> What needs to be done
What is needed is a copy of each line in the listing below that contains "routes".

- - - - -

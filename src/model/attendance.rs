use chrono::{NaiveDate, NaiveDateTime};
use serde::{Deserialize, Serialize};
use utoipa::ToSchema;

/// One row per employee per calendar day (UNIQUE(employee_id, date)).
/// Check-out set implies check-in set; rows are never deleted.
#[derive(Debug, Serialize, Deserialize, sqlx::FromRow, ToSchema)]
pub struct AttendanceRecord {
    pub id: u64,
    pub employee_id: u64,
    #[schema(example = "2026-08-24", format = "date", value_type = String)]
    pub date: NaiveDate,
    #[schema(example = "2026-08-24T09:02:11", value_type = Option<String>)]
    pub check_in: Option<NaiveDateTime>,
    pub check_in_lat: Option<f64>,
    pub check_in_lon: Option<f64>,
    #[schema(example = "2026-08-24T17:31:40", value_type = Option<String>)]
    pub check_out: Option<NaiveDateTime>,
    pub check_out_lat: Option<f64>,
    pub check_out_lon: Option<f64>,
    /// Opaque reference to uploaded photo evidence; file storage lives
    /// outside this service.
    pub photo_ref: Option<String>,
}
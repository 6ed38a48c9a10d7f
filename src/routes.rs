use crate::{
    api::{attendance, device, employee, geofence},
    auth::{handlers, middleware::auth_middleware},
    config::Config,
};
use actix_governor::{
    Governor, GovernorConfigBuilder, PeerIpKeyExtractor, governor::middleware::NoOpMiddleware,
};
use actix_web::{middleware::from_fn, web};
use std::sync::Arc;

pub fn configure(cfg: &mut web::ServiceConfig, config: Config) {
    // Helper to build per-route limiter
    fn build_limiter(requests_per_min: u32) -> Governor<PeerIpKeyExtractor, NoOpMiddleware> {
        let per_ms = if requests_per_min == 0 {
            1
        } else {
            60_000 / requests_per_min as u64
        };
        let cfg = GovernorConfigBuilder::default()
            .per_millisecond(per_ms)
            .burst_size(requests_per_min)
            .key_extractor(PeerIpKeyExtractor)
            .finish()
            .unwrap();
        Governor::new(&cfg)
    }

    let login_limiter = Arc::new(build_limiter(config.rate_login_per_min));
    let register_limiter = Arc::new(build_limiter(config.rate_register_per_min));
    let refresh_limiter = Arc::new(build_limiter(config.rate_refresh_per_min));
    let protected_limiter = Arc::new(build_limiter(config.rate_protected_per_min));

    // Public routes
    cfg.service(
        web::scope("/auth")
            .service(
                web::resource("/login")
                    .wrap(login_limiter.clone())
                    .route(web::post().to(handlers::login)),
            )
            .service(
                web::resource("/register")
                    .wrap(register_limiter.clone())
                    .route(web::post().to(handlers::register)),
            )
            .service(
                web::resource("/refresh")
                    .wrap(refresh_limiter.clone())
                    .route(web::post().to(handlers::refresh_token)),
            )
            .service(
                web::resource("/logout")
                    .wrap(login_limiter.clone())
                    .route(web::post().to(handlers::logout)),
            ),
    );

    // Protected routes
    cfg.service(
        web::scope(&config.api_prefix)
            .wrap(from_fn(auth_middleware)) // authentication
            .wrap(protected_limiter) // rate limiting
            .service(
                web::scope("/attendance")
                    .service(
                        web::resource("/check-in").route(web::post().to(attendance::check_in)),
                    )
                    .service(
                        web::resource("/check-out").route(web::put().to(attendance::check_out)),
                    )
                    .service(web::resource("/today").route(web::get().to(attendance::today))),
            )
            .service(
                web::scope("/devices")
                    // /devices
                    .service(web::resource("").route(web::post().to(device::register_device)))
                    .service(
                        web::resource("/pending")
                            .route(web::get().to(device::pending_registrations)),
                    )
                    .service(web::resource("/status").route(web::get().to(device::device_status)))
                    // /devices/{reg_id}/approve
                    .service(
                        web::resource("/{reg_id}/approve")
                            .route(web::put().to(device::approve_device)),
                    )
                    .service(
                        web::resource("/{reg_id}/reject")
                            .route(web::put().to(device::reject_device)),
                    ),
            )
            .service(
                web::scope("/geofence").service(
                    web::resource("")
                        .route(web::get().to(geofence::get_geofence))
                        .route(web::put().to(geofence::update_geofence)),
                ),
            )
            .service(
                web::scope("/employees")
                    .service(web::resource("").route(web::get().to(employee::list_employees)))
                    .service(web::resource("/{id}").route(web::get().to(employee::get_employee))),
            ),
    );
}
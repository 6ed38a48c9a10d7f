use crate::domain::geofence::Geofence;
use dotenvy::dotenv;
use std::env;
use std::str::FromStr;

#[derive(Clone)]
pub struct Config {
    pub database_url: String,
    pub jwt_secret: String,
    pub server_addr: String,
    pub access_token_ttl: usize,
    pub refresh_token_ttl: usize,

    // Rate limiting
    pub rate_login_per_min: u32,
    pub rate_register_per_min: u32,
    pub rate_refresh_per_min: u32,
    pub rate_protected_per_min: u32,

    pub api_prefix: String,

    /// Fence used until an admin writes the first geofence_config row.
    pub default_geofence: Geofence,

    /// Geofence enforcement is selectable per attempt type.
    pub geofence_on_check_in: bool,
    pub geofence_on_check_out: bool,
}

fn env_parse<T: FromStr>(name: &str, default: T) -> T {
    env::var(name)
        .ok()
        .and_then(|v| v.parse().ok())
        .unwrap_or(default)
}

impl Config {
    pub fn from_env() -> Self {
        dotenv().ok();

        Self {
            server_addr: env::var("SERVER_ADDR").expect("SERVER_ADDR must be set"),
            database_url: env::var("DATABASE_URL").expect("DATABASE_URL must be set"),
            jwt_secret: env::var("JWT_SECRET").expect("JWT_SECRET must be set"),
            access_token_ttl: env_parse("ACCESS_TOKEN_TTL", 900), // 15 min
            refresh_token_ttl: env_parse("REFRESH_TOKEN_TTL", 604_800), // 7 days

            rate_login_per_min: env_parse("RATE_LOGIN_PER_MIN", 60),
            rate_register_per_min: env_parse("RATE_REGISTER_PER_MIN", 30),
            rate_refresh_per_min: env_parse("RATE_REFRESH_PER_MIN", 30),
            rate_protected_per_min: env_parse("RATE_PROTECTED_PER_MIN", 1000),

            api_prefix: env::var("API_PREFIX").unwrap_or_else(|_| "/api".to_string()),

            default_geofence: Geofence {
                latitude: env_parse("GEOFENCE_DEFAULT_LAT", 28.7041),
                longitude: env_parse("GEOFENCE_DEFAULT_LON", 77.1025),
                radius_m: env_parse("GEOFENCE_DEFAULT_RADIUS_M", 100.0),
            },

            geofence_on_check_in: env_parse("GEOFENCE_ON_CHECK_IN", true),
            geofence_on_check_out: env_parse("GEOFENCE_ON_CHECK_OUT", false),
        }
    }
}
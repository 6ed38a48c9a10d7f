pub mod attendance;
pub mod device;
pub mod employee;
pub mod geofence;
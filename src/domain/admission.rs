use crate::model::{attendance::AttendanceRecord, employee::Employee};

use super::{
    device,
    error::DomainError,
    geofence::{self, Coordinate, Geofence},
    ledger,
};

#[derive(Debug, Clone, Copy, PartialEq, Eq)]
pub enum Attempt {
    CheckIn,
    CheckOut,
}

/// The admission decision for one check-in/check-out attempt.
///
/// Order is fixed: device binding first, then geofence (when required for
/// this attempt type), then the ledger's ordering rules. The first failing
/// step short-circuits, so a denied attempt never reaches the ledger and no
/// partial effect occurs. `today` is the record the ledger would mutate; it
/// is only consulted for check-out.
pub fn admit(
    attempt: Attempt,
    employee: &Employee,
    fence: &Geofence,
    presented_fingerprint: Option<&str>,
    point: Coordinate,
    require_geofence: bool,
    today: Option<&AttendanceRecord>,
) -> Result<(), DomainError> {
    device::verify(employee, presented_fingerprint)?;

    if require_geofence && !geofence::within_fence(point, fence.center(), fence.radius_m)? {
        return Err(DomainError::OutsideGeofence);
    }

    if attempt == Attempt::CheckOut {
        ledger::ensure_can_check_out(today)?;
    }

    Ok(())
}

#[cfg(test)]
mod tests {
    use super::*;
    use chrono::NaiveDate;

    const FENCE: Geofence = Geofence {
        latitude: 28.7041,
        longitude: 77.1025,
        radius_m: 100.0,
    };

    const INSIDE: Coordinate = Coordinate {
        latitude: 28.7042,
        longitude: 77.1026,
    };

    const OUTSIDE: Coordinate = Coordinate {
        latitude: 28.7141,
        longitude: 77.1025,
    };

    fn unbound() -> Employee {
        Employee {
            id: 1,
            employee_code: "EMP-001".into(),
            name: "John Doe".into(),
            email: "john@company.com".into(),
            device_id: None,
            device_fingerprint: None,
            device_approved: false,
        }
    }

    fn bound(fingerprint: &str) -> Employee {
        Employee {
            device_id: Some("Device-7f3a".into()),
            device_fingerprint: Some(fingerprint.into()),
            device_approved: true,
            ..unbound()
        }
    }

    fn open_record() -> AttendanceRecord {
        let date = NaiveDate::from_ymd_opt(2026, 8, 24).unwrap();
        AttendanceRecord {
            id: 7,
            employee_id: 1,
            date,
            check_in: date.and_hms_opt(9, 0, 0),
            check_in_lat: Some(INSIDE.latitude),
            check_in_lon: Some(INSIDE.longitude),
            check_out: None,
            check_out_lat: None,
            check_out_lon: None,
            photo_ref: None,
        }
    }

    #[test]
    fn unbound_employee_inside_fence_is_admitted() {
        let emp = unbound();
        assert_eq!(
            admit(Attempt::CheckIn, &emp, &FENCE, None, INSIDE, true, None),
            Ok(())
        );
    }

    #[test]
    fn fingerprint_mismatch_short_circuits_before_geofence() {
        let emp = bound("abc");
        // coordinate is valid and inside, but the device is wrong
        assert_eq!(
            admit(
                Attempt::CheckIn,
                &emp,
                &FENCE,
                Some("xyz"),
                INSIDE,
                true,
                None
            ),
            Err(DomainError::FingerprintMismatch)
        );
        // and the mismatch wins even when the point is outside too
        assert_eq!(
            admit(
                Attempt::CheckIn,
                &emp,
                &FENCE,
                Some("xyz"),
                OUTSIDE,
                true,
                None
            ),
            Err(DomainError::FingerprintMismatch)
        );
    }

    #[test]
    fn outside_fence_is_denied_only_when_required() {
        let emp = unbound();
        assert_eq!(
            admit(Attempt::CheckIn, &emp, &FENCE, None, OUTSIDE, true, None),
            Err(DomainError::OutsideGeofence)
        );
        assert_eq!(
            admit(Attempt::CheckIn, &emp, &FENCE, None, OUTSIDE, false, None),
            Ok(())
        );
    }

    #[test]
    fn check_out_outside_fence_passes_when_not_required() {
        let emp = unbound();
        let rec = open_record();
        assert_eq!(
            admit(
                Attempt::CheckOut,
                &emp,
                &FENCE,
                None,
                OUTSIDE,
                false,
                Some(&rec)
            ),
            Ok(())
        );
    }

    #[test]
    fn check_out_surfaces_ledger_errors() {
        let emp = unbound();
        assert_eq!(
            admit(Attempt::CheckOut, &emp, &FENCE, None, INSIDE, false, None),
            Err(DomainError::NoCheckIn)
        );

        let mut closed = open_record();
        closed.check_out = closed.date.and_hms_opt(17, 30, 0);
        assert_eq!(
            admit(
                Attempt::CheckOut,
                &emp,
                &FENCE,
                None,
                INSIDE,
                false,
                Some(&closed)
            ),
            Err(DomainError::AlreadyCheckedOut)
        );
    }

    #[test]
    fn bound_employee_with_matching_fingerprint_is_admitted() {
        let emp = bound("abc");
        assert_eq!(
            admit(
                Attempt::CheckIn,
                &emp,
                &FENCE,
                Some("abc"),
                INSIDE,
                true,
                None
            ),
            Ok(())
        );
    }
}
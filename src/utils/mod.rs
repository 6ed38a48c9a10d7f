pub mod code_cache;
pub mod code_filter;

- - - - -

> Exercise output
filename src/routes.rs
    // Public routes
    // Protected routes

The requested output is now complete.